## Requirement
Once you have read the entries below, write them all out again exactly.

## Records provided

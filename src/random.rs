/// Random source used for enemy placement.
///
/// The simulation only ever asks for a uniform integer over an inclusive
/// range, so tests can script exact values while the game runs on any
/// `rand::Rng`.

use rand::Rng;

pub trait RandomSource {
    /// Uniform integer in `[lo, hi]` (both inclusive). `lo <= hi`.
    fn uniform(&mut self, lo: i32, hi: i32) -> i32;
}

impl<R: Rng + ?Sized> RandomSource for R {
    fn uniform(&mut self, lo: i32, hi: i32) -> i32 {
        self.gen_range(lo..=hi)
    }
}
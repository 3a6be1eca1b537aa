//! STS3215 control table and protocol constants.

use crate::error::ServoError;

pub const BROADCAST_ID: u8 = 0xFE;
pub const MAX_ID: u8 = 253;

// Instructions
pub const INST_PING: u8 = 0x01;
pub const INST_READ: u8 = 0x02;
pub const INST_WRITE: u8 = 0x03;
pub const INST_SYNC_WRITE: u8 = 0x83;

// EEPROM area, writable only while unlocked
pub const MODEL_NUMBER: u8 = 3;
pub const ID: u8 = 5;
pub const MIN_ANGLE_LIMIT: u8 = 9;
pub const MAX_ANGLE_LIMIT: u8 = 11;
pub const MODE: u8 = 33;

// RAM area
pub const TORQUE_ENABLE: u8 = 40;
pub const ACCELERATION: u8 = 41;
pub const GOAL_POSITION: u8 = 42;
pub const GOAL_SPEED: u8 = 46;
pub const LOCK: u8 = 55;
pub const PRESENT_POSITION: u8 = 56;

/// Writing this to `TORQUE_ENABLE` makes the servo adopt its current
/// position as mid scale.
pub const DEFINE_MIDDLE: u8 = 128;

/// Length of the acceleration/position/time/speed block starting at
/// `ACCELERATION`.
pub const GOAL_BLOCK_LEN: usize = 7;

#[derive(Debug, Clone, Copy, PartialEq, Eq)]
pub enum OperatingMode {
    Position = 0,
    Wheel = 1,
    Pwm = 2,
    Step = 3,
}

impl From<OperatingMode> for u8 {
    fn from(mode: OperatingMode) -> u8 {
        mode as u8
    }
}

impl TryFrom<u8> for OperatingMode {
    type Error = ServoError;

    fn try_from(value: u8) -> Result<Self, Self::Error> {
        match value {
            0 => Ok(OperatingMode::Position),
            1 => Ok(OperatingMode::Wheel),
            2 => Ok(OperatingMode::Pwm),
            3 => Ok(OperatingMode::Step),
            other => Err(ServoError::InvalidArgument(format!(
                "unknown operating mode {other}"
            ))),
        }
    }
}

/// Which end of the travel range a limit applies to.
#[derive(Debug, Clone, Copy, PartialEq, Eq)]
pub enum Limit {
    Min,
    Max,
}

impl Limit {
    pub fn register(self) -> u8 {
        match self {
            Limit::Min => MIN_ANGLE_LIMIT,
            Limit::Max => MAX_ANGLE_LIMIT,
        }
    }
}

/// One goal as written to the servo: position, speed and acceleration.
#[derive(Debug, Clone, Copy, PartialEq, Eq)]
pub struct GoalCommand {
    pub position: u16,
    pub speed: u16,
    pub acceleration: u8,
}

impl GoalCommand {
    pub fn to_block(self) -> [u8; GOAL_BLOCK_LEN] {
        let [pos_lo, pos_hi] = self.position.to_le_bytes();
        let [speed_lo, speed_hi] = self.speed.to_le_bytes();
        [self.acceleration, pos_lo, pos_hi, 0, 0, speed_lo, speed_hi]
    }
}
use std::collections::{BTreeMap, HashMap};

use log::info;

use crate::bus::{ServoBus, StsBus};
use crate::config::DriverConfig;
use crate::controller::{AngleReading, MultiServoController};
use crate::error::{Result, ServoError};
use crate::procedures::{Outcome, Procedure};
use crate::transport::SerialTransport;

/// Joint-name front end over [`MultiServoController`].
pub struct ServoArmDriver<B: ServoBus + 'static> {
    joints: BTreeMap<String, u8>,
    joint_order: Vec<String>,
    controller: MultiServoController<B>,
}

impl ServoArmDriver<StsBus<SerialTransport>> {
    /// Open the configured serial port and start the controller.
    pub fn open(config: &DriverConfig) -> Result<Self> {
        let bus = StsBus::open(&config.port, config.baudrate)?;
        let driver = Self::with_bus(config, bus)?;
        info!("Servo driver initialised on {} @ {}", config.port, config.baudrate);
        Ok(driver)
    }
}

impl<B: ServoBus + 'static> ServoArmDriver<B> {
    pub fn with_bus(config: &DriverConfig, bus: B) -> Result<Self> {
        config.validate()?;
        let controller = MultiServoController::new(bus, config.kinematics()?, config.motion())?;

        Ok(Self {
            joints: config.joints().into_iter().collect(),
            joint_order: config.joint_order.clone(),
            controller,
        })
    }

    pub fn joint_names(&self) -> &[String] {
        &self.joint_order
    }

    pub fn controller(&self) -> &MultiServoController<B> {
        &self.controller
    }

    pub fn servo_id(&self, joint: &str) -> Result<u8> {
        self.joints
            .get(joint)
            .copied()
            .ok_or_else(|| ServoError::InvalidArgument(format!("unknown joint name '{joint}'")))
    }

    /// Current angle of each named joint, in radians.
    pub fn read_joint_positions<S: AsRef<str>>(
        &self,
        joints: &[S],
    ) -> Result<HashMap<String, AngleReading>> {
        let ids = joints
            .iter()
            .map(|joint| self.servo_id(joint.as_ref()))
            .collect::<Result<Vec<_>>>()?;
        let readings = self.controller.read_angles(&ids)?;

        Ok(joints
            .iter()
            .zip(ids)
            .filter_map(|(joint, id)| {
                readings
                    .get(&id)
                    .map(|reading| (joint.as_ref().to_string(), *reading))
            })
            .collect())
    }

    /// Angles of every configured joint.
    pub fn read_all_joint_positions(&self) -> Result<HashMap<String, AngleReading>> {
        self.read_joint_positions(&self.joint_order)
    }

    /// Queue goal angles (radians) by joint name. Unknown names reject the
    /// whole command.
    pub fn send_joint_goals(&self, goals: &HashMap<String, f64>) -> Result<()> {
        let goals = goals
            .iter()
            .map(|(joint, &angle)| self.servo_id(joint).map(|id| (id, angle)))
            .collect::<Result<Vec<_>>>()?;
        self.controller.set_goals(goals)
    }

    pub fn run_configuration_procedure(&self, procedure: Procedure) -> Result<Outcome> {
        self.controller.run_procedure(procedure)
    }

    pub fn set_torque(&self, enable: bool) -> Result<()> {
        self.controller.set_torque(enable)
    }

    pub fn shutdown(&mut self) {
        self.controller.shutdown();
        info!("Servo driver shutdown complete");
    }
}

## Exercise solution
filename src/random.rs
/// Random source used for enemy placement.
///
/// The simulation only ever asks for a uniform integer over an inclusive
/// range, so tests can script exact values while the game runs on any
/// `rand::Rng`.

use rand::Rng;

pub trait RandomSource {
    /// Uniform integer in `[lo, hi]` (both inclusive). `lo <= hi`.
    fn uniform(&mut self, lo: i32, hi: i32) -> i32;
}

impl<R: Rng + ?Sized> RandomSource for R {
    fn uniform(&mut self, lo: i32, hi: i32) -> i32 {
        self.gen_range(lo..=hi)
    }
}
repository 3a6be1eca1b537aa
//! STS3215 control table and protocol constants.

use crate::error::ServoError;

pub const BROADCAST_ID: u8 = 0xFE;
pub const MAX_ID: u8 = 253;

// Instructions
pub const INST_PING: u8 = 0x01;
pub const INST_READ: u8 = 0x02;
pub const INST_WRITE: u8 = 0x03;
pub const INST_SYNC_WRITE: u8 = 0x83;

// EEPROM area, writable only while unlocked
pub const MODEL_NUMBER: u8 = 3;
pub const ID: u8 = 5;
pub const MIN_ANGLE_LIMIT: u8 = 9;
pub const MAX_ANGLE_LIMIT: u8 = 11;
pub const MODE: u8 = 33;

// RAM area
pub const TORQUE_ENABLE: u8 = 40;
pub const ACCELERATION: u8 = 41;
pub const GOAL_POSITION: u8 = 42;
pub const GOAL_SPEED: u8 = 46;
pub const LOCK: u8 = 55;
pub const PRESENT_POSITION: u8 = 56;

/// Writing this to `TORQUE_ENABLE` makes the servo adopt its current
/// position as mid scale.
pub const DEFINE_MIDDLE: u8 = 128;

/// Length of the acceleration/position/time/speed block starting at
/// `ACCELERATION`.
pub const GOAL_BLOCK_LEN: usize = 7;

#[derive(Debug, Clone, Copy, PartialEq, Eq)]
pub enum OperatingMode {
    Position = 0,
    Wheel = 1,
    Pwm = 2,
    Step = 3,
}

impl From<OperatingMode> for u8 {
    fn from(mode: OperatingMode) -> u8 {
        mode as u8
    }
}

impl TryFrom<u8> for OperatingMode {
    type Error = ServoError;

    fn try_from(value: u8) -> Result<Self, Self::Error> {
        match value {
            0 => Ok(OperatingMode::Position),
            1 => Ok(OperatingMode::Wheel),
            2 => Ok(OperatingMode::Pwm),
            3 => Ok(OperatingMode::Step),
            other => Err(ServoError::InvalidArgument(format!(
                "unknown operating mode {other}"
            ))),
        }
    }
}

/// Which end of the travel range a limit applies to.
#[derive(Debug, Clone, Copy, PartialEq, Eq)]
pub enum Limit {
    Min,
    Max,
}

impl Limit {
    pub fn register(self) -> u8 {
        match self {
            Limit::Min => MIN_ANGLE_LIMIT,
            Limit::Max => MAX_ANGLE_LIMIT,
        }
    }
}

/// One goal as written to the servo: position, speed and acceleration.
#[derive(Debug, Clone, Copy, PartialEq, Eq)]
pub struct GoalCommand {
    pub position: u16,
    pub speed: u16,
    pub acceleration: u8,
}

impl GoalCommand {
    pub fn to_block(self) -> [u8; GOAL_BLOCK_LEN] {
        let [pos_lo, pos_hi] = self.position.to_le_bytes();
        let [speed_lo, speed_hi] = self.speed.to_le_bytes();
        [self.acceleration, pos_lo, pos_hi, 0, 0, speed_lo, speed_hi]
    }
}
use std::collections::{BTreeMap, HashMap};

use log::info;

use crate::bus::{ServoBus, StsBus};
use crate::config::DriverConfig;
use crate::controller::{AngleReading, MultiServoController};
use crate::error::{Result, ServoError};
use crate::procedures::{Outcome, Procedure};
use crate::transport::SerialTransport;

/// Joint-name front end over [`MultiServoController`].
pub struct ServoArmDriver<B: ServoBus + 'static> {
    joints: BTreeMap<String, u8>,
    joint_order: Vec<String>,
    controller: MultiServoController<B>,
}

impl ServoArmDriver<StsBus<SerialTransport>> {
    /// Open the configured serial port and start the controller.
    pub fn open(config: &DriverConfig) -> Result<Self> {
        let bus = StsBus::open(&config.port, config.baudrate)?;
        let driver = Self::with_bus(config, bus)?;
        info!("Servo driver initialised on {} @ {}", config.port, config.baudrate);
        Ok(driver)
    }
}

impl<B: ServoBus + 'static> ServoArmDriver<B> {
    pub fn with_bus(config: &DriverConfig, bus: B) -> Result<Self> {
        config.validate()?;
        let controller = MultiServoController::new(bus, config.kinematics()?, config.motion())?;

        Ok(Self {
            joints: config.joints().into_iter().collect(),
            joint_order: config.joint_order.clone(),
            controller,
        })
    }

    pub fn joint_names(&self) -> &[String] {
        &self.joint_order
    }

    pub fn controller(&self) -> &MultiServoController<B> {
        &self.controller
    }

    pub fn servo_id(&self, joint: &str) -> Result<u8> {
        self.joints
            .get(joint)
            .copied()
            .ok_or_else(|| ServoError::InvalidArgument(format!("unknown joint name '{joint}'")))
    }

    /// Current angle of each named joint, in radians.
    pub fn read_joint_positions<S: AsRef<str>>(
        &self,
        joints: &[S],
    ) -> Result<HashMap<String, AngleReading>> {
        let ids = joints
            .iter()
            .map(|joint| self.servo_id(joint.as_ref()))
            .collect::<Result<Vec<_>>>()?;
        let readings = self.controller.read_angles(&ids)?;

        Ok(joints
            .iter()
            .zip(ids)
            .filter_map(|(joint, id)| {
                readings
                    .get(&id)
                    .map(|reading| (joint.as_ref().to_string(), *reading))
            })
            .collect())
    }

    /// Angles of every configured joint.
    pub fn read_all_joint_positions(&self) -> Result<HashMap<String, AngleReading>> {
        self.read_joint_positions(&self.joint_order)
    }

    /// Queue goal angles (radians) by joint name. Unknown names reject the
    /// whole command.
    pub fn send_joint_goals(&self, goals: &HashMap<String, f64>) -> Result<()> {
        let goals = goals
            .iter()
            .map(|(joint, &angle)| self.servo_id(joint).map(|id| (id, angle)))
            .collect::<Result<Vec<_>>>()?;
        self.controller.set_goals(goals)
    }

    pub fn run_configuration_procedure(&self, procedure: Procedure) -> Result<Outcome> {
        self.controller.run_procedure(procedure)
    }

    pub fn set_torque(&self, enable: bool) -> Result<()> {
        self.controller.set_torque(enable)
    }

    pub fn shutdown(&mut self) {
        self.controller.shutdown();
        info!("Servo driver shutdown complete");
    }
}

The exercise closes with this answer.